#### [Your assignment]
Look through the records below for the line holding "delay *= jitter_factor(attempt, jitter_seed);". Write it out exactly, with each following line through the line holding "let r = x.wrapping_mul(0x2545_F491_4F6C_DD1D);".

#### [Records supplied]
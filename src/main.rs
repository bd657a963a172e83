use std::net::SocketAddr;
use std::sync::Arc;

use screamer::config::Config;
use screamer::storage::ImageStore;
use screamer::{init_db, run_app, AppState};
use tracing_subscriber::EnvFilter;

#[tokio::main]
async fn main() -> anyhow::Result<()> {
    dotenvy::dotenv().ok();
    tracing_subscriber::fmt()
        .with_env_filter(
            EnvFilter::try_from_default_env().unwrap_or_else(|_| EnvFilter::new("info")),
        )
        .init();

    let config = Config::load();
    let pool = init_db(&config.database_url).await?;
    let images = ImageStore::new(&config.image_dir, &config.base_url)?;
    let state = Arc::new(AppState::new(pool, images));

    let addr = SocketAddr::from(([127, 0, 0, 1], config.port));
    tracing::info!("Server started on {addr}");
    run_app(state, addr).await
}
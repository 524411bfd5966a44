//! Infrastructure retry with capped exponential backoff.
//!
//! This is the innermost failure tier: transport errors, timeouts and rate
//! limits of delegated calls. It never touches a node's retry or rework
//! budget; when it gives up, the caller turns the last error into a
//! `NodeFailure::Infrastructure`.

use std::future::Future;
use std::time::Duration;

use pipeline::ports::Retryable;
use pipeline::RetryPolicy;
use serde::{Deserialize, Serialize};
use tracing::warn;

#[derive(Debug, Clone, PartialEq, Serialize, Deserialize)]
#[serde(default)]
pub struct RetryBackoffConfig {
    /// Total attempts including the first.
    pub max_attempts: u32,
    pub initial_delay_ms: u64,
    pub backoff_factor: f64,
    pub max_delay_ms: u64,
    pub jitter: bool,
}

impl Default for RetryBackoffConfig {
    fn default() -> Self {
        Self {
            max_attempts: 3,
            initial_delay_ms: 200,
            backoff_factor: 2.0,
            max_delay_ms: 30_000,
            jitter: true,
        }
    }
}

impl RetryBackoffConfig {
    /// No waiting between attempts. Used by tests.
    pub fn immediate(max_attempts: u32) -> Self {
        Self {
            max_attempts,
            initial_delay_ms: 0,
            backoff_factor: 1.0,
            max_delay_ms: 0,
            jitter: false,
        }
    }
}

/// Delay before retry number `attempt` (1-based).
pub fn delay_for_attempt_ms(attempt: u32, config: &RetryBackoffConfig, jitter_seed: u64) -> u64 {
    let exp = attempt.saturating_sub(1).min(i32::MAX as u32) as i32;
    let base = (config.initial_delay_ms as f64) * config.backoff_factor.powi(exp);
    let mut delay = base.min(config.max_delay_ms as f64);
    if config.jitter {
        delay *= jitter_factor(attempt, jitter_seed);
    }
    delay.round().max(0.0) as u64
}

// Deterministic xorshift jitter in [0.5, 1.5).
fn jitter_factor(attempt: u32, jitter_seed: u64) -> f64 {
    let mut x = jitter_seed ^ (u64::from(attempt) << 32) ^ 0x9E37_79B9_7F4A_7C15;
    x ^= x >> 12;
    x ^= x << 25;
    x ^= x >> 27;
    let r = x.wrapping_mul(0x2545_F491_4F6C_DD1D);
    0.5 + (r as f64) / (u64::MAX as f64)
}

fn seed_for(operation: &str) -> u64 {
    operation
        .bytes()
        .fold(0xcbf2_9ce4_8422_2325, |hash, byte| {
            (hash ^ u64::from(byte)).wrapping_mul(0x0000_0100_0000_01b3)
        })
}

/// The last error of an operation that was not retried further.
#[derive(Debug, Clone, PartialEq)]
pub struct RetryError<E> {
    pub attempts: u32,
    pub error: E,
}

/// Calls `operation` until it succeeds, returns a non-retryable error, or
/// `max_attempts` is reached. A `Retryable { after }` hint longer than the
/// computed backoff wins.
pub async fn retry_infrastructure<T, E, F, Fut>(
    config: &RetryBackoffConfig,
    operation: &str,
    mut call: F,
) -> Result<T, RetryError<E>>
where
    E: Retryable + std::fmt::Display,
    F: FnMut(u32) -> Fut,
    Fut: Future<Output = Result<T, E>>,
{
    let max_attempts = config.max_attempts.max(1);
    let seed = seed_for(operation);
    let mut attempt = 1;
    loop {
        match call(attempt).await {
            Ok(value) => return Ok(value),
            Err(error) => {
                let hint = match error.retry_policy() {
                    RetryPolicy::Retryable { after } if attempt < max_attempts => after,
                    _ => return Err(RetryError { attempts: attempt, error }),
                };
                let backoff = Duration::from_millis(delay_for_attempt_ms(attempt, config, seed));
                let delay = hint.map_or(backoff, |after| after.max(backoff));
                warn!(
                    operation,
                    attempt,
                    max_attempts,
                    backoff_ms = delay.as_millis() as u64,
                    error = %error,
                    "Retrying delegated call"
                );
                if !delay.is_zero() {
                    tokio::time::sleep(delay).await;
                }
                attempt += 1;
            }
        }
    }
}

#[cfg(test)]
mod tests {
    use super::*;
    use std::sync::atomic::{AtomicU32, Ordering};

    #[derive(Debug)]
    struct Flaky(RetryPolicy);

    impl std::fmt::Display for Flaky {
        fn fmt(&self, f: &mut std::fmt::Formatter<'_>) -> std::fmt::Result {
            write!(f, "flaky")
        }
    }

    impl Retryable for Flaky {
        fn retry_policy(&self) -> RetryPolicy {
            self.0.clone()
        }
    }

    #[test]
    fn delay_for_attempt_ms_no_jitter_expected_capped_exponential() {
        let config = RetryBackoffConfig {
            max_attempts: 5,
            initial_delay_ms: 100,
            backoff_factor: 2.0,
            max_delay_ms: 300,
            jitter: false,
        };
        assert_eq!(delay_for_attempt_ms(1, &config, 0), 100);
        assert_eq!(delay_for_attempt_ms(2, &config, 0), 200);
        assert_eq!(delay_for_attempt_ms(3, &config, 0), 300);
    }

    #[test]
    fn delay_for_attempt_ms_jitter_expected_deterministic_within_bounds() {
        let config = RetryBackoffConfig::default();
        let first = delay_for_attempt_ms(2, &config, 7);
        assert_eq!(first, delay_for_attempt_ms(2, &config, 7));
        assert!((200..=600).contains(&first));
    }

    #[tokio::test]
    async fn retry_infrastructure_transient_then_ok_expected_success() {
        let calls = AtomicU32::new(0);
        let result = retry_infrastructure(&RetryBackoffConfig::immediate(3), "generate", |_| {
            let n = calls.fetch_add(1, Ordering::SeqCst);
            async move {
                if n < 2 {
                    Err(Flaky(RetryPolicy::Retryable { after: None }))
                } else {
                    Ok(n)
                }
            }
        })
        .await;
        assert_eq!(result.expect("third attempt succeeds"), 2);
    }

    #[tokio::test]
    async fn retry_infrastructure_non_retryable_expected_single_attempt() {
        let result: Result<(), _> =
            retry_infrastructure(&RetryBackoffConfig::immediate(5), "generate", |_| async {
                Err(Flaky(RetryPolicy::NonRetryable))
            })
            .await;
        assert_eq!(result.expect_err("fails").attempts, 1);
    }

    #[tokio::test]
    async fn retry_infrastructure_exhausted_expected_max_attempts() {
        let result: Result<(), _> =
            retry_infrastructure(&RetryBackoffConfig::immediate(4), "judge", |_| async {
                Err(Flaky(RetryPolicy::Retryable { after: None }))
            })
            .await;
        assert_eq!(result.expect_err("fails").attempts, 4);
    }
}
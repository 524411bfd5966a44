//! CogWorks LLM provider infrastructure adapter.
//!
//! Implements [`pipeline::ports::LlmProvider`] for Anthropic's Messages API.
//! Additional providers are added as new implementations in this crate
//! without any change to the `pipeline` crate.
//!
//! ## Architectural Layer
//!
//! **Infrastructure.** HTTP transport, prompt assembly, response parsing,
//! JSON extraction and cost accounting live here. Transient HTTP failures are
//! classified as retryable [`pipeline::ports::DelegateError::Transport`]
//! errors carrying any `Retry-After` hint; the retry loop itself belongs to
//! the `nodes` crate.

pub mod anthropic;
pub mod extract;
pub mod prompt;

pub use anthropic::{AnthropicConfig, AnthropicProvider, Pricing};

/// Errors raised while constructing a provider.
#[derive(Debug, Clone, PartialEq, Eq, thiserror::Error)]
pub enum LlmError {
    #[error("LLM provider configuration error: {0}")]
    Config(String),
}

#### [Result of this task]
        delay *= jitter_factor(attempt, jitter_seed);
    }
    delay.round().max(0.0) as u64
}

// Deterministic xorshift jitter in [0.5, 1.5).
fn jitter_factor(attempt: u32, jitter_seed: u64) -> f64 {
    let mut x = jitter_seed ^ (u64::from(attempt) << 32) ^ 0x9E37_79B9_7F4A_7C15;
    x ^= x >> 12;
    x ^= x << 25;
    x ^= x >> 27;
    let r = x.wrapping_mul(0x2545_F491_4F6C_DD1D);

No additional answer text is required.